§ TASK STATEMENT:
Starting at the line below holding "self.register_fallible(implementation, move ||" and stopping at the line holding "fn default() ->", print every line exactly, both ends included, and leave the rest out.

§ AVAILABLE DATA:
[Start of Attachment]

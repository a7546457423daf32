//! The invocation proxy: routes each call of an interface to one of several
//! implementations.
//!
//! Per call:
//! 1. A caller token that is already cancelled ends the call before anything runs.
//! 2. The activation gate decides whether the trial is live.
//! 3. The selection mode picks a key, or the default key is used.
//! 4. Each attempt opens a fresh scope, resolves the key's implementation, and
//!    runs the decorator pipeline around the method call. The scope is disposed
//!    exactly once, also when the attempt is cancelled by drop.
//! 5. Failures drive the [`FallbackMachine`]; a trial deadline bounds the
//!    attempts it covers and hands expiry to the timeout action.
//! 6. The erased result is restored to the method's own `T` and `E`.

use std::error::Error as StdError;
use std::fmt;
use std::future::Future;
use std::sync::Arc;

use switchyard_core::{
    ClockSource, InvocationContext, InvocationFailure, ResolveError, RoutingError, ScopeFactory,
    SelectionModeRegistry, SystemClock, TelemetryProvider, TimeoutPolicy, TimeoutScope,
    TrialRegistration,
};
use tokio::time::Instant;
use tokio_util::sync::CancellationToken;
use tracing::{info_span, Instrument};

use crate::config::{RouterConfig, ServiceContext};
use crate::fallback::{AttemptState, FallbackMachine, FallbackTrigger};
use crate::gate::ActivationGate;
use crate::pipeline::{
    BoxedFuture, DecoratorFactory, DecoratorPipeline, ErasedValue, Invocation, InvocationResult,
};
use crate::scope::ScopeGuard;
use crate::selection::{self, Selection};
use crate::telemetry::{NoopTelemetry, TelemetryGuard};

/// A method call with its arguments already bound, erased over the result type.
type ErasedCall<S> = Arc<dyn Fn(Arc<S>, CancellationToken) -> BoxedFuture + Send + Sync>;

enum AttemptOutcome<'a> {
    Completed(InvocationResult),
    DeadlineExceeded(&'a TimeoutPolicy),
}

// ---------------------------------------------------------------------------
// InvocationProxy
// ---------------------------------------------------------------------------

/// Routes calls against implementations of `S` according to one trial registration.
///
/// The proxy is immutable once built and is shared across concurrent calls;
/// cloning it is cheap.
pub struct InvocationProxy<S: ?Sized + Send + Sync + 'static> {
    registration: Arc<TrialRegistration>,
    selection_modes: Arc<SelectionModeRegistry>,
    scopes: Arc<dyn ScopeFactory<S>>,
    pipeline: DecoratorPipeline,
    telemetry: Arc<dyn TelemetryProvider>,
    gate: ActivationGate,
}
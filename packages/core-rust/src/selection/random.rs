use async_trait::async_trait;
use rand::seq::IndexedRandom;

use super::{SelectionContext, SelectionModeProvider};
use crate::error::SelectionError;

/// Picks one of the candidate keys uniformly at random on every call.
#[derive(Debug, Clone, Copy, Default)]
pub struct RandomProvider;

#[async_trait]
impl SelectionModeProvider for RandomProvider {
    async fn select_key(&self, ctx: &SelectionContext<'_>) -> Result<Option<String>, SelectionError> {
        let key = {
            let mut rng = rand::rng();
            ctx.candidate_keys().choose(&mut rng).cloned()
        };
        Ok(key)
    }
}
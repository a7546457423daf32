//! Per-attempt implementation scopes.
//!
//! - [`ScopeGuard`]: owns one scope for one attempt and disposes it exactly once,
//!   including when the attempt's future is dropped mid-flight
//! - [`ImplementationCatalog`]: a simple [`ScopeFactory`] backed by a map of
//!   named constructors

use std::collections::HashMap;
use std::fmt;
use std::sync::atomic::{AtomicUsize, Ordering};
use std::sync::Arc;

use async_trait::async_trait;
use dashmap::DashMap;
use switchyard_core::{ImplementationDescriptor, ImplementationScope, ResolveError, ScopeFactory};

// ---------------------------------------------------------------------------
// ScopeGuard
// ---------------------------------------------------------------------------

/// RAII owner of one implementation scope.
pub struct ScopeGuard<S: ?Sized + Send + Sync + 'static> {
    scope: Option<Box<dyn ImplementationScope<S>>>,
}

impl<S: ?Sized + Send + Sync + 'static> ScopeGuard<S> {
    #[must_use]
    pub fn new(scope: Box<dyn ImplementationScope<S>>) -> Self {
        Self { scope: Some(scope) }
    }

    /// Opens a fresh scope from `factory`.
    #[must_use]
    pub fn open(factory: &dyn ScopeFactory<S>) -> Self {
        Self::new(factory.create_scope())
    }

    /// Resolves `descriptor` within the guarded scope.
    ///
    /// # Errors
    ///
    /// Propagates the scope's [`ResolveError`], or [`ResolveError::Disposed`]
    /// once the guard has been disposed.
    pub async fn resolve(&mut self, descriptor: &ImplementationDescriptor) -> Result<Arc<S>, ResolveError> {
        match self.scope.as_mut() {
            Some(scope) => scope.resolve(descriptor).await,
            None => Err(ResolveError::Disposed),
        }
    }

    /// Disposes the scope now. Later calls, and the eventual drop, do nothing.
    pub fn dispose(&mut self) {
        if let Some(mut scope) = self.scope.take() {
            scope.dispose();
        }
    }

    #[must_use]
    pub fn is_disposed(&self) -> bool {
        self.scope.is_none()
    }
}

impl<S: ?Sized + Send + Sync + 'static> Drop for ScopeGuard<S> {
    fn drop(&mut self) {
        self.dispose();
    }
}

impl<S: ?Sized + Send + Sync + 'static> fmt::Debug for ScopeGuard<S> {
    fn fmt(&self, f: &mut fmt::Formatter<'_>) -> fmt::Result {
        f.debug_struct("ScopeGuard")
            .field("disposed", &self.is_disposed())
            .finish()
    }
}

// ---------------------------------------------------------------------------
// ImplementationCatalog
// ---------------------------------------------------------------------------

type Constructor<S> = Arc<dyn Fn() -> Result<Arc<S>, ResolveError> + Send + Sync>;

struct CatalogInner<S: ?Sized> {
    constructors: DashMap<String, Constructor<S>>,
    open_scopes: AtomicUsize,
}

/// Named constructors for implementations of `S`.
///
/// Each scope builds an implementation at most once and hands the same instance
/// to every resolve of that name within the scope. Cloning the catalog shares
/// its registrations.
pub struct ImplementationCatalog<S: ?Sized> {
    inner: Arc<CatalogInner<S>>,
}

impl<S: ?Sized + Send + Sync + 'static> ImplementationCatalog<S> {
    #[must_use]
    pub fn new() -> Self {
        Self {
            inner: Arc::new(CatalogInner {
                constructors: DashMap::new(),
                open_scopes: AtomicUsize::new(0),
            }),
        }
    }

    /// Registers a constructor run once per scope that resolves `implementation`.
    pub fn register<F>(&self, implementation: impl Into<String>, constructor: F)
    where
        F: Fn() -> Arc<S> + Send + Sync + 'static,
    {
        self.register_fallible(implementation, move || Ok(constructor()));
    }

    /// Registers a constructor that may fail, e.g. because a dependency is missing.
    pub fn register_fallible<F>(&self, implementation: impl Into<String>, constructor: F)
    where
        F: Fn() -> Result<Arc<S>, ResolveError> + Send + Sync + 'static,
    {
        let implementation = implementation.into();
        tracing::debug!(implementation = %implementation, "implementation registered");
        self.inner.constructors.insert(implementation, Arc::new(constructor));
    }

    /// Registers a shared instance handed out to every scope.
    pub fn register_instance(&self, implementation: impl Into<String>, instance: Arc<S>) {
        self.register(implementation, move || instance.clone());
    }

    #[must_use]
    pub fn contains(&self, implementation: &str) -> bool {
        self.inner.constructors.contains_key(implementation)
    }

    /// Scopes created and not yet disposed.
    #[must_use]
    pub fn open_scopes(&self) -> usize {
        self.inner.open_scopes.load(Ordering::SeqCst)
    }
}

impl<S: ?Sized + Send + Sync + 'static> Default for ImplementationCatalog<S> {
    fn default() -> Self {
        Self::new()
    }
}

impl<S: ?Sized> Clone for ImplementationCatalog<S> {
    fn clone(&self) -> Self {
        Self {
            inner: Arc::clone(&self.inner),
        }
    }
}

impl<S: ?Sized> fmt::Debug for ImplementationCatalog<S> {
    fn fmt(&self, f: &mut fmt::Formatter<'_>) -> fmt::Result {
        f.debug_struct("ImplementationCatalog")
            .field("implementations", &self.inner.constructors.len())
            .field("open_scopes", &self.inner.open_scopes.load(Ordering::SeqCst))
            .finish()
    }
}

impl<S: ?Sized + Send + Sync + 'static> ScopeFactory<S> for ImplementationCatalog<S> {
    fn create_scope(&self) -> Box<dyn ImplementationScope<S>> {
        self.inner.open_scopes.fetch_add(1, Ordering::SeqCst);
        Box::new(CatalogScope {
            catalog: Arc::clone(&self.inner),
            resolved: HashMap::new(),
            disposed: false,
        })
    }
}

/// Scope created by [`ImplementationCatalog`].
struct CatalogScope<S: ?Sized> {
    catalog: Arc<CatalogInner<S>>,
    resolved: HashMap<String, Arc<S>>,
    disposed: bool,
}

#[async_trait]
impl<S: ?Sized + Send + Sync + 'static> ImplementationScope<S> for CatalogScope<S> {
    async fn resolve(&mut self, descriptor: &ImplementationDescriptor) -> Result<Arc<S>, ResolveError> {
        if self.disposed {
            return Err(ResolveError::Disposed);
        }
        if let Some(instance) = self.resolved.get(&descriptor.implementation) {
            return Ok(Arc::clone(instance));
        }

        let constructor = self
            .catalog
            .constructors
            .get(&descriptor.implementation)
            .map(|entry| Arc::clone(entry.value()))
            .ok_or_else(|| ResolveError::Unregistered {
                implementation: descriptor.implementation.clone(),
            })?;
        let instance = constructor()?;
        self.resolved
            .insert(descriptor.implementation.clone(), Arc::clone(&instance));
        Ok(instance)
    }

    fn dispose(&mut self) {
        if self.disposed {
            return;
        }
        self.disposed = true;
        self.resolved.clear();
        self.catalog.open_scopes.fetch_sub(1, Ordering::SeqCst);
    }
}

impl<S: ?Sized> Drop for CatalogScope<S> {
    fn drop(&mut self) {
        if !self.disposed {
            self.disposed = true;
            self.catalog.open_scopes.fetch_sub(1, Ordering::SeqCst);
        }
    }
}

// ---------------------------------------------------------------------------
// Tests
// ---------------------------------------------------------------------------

[End of Attachment]

§ RESPONSE BELOW:
        self.register_fallible(implementation, move || Ok(constructor()));
    }

    /// Registers a constructor that may fail, e.g. because a dependency is missing.
    pub fn register_fallible<F>(&self, implementation: impl Into<String>, constructor: F)
    where
        F: Fn() -> Result<Arc<S>, ResolveError> + Send + Sync + 'static,
    {
        let implementation = implementation.into();
        tracing::debug!(implementation = %implementation, "implementation registered");
        self.inner.constructors.insert(implementation, Arc::new(constructor));
    }

    /// Registers a shared instance handed out to every scope.
    pub fn register_instance(&self, implementation: impl Into<String>, instance: Arc<S>) {
        self.register(implementation, move || instance.clone());
    }

    #[must_use]
    pub fn contains(&self, implementation: &str) -> bool {
        self.inner.constructors.contains_key(implementation)
    }

    /// Scopes created and not yet disposed.
    #[must_use]
    pub fn open_scopes(&self) -> usize {
        self.inner.open_scopes.load(Ordering::SeqCst)
    }
}

impl<S: ?Sized + Send + Sync + 'static> Default for ImplementationCatalog<S> {
    fn default() -> Self {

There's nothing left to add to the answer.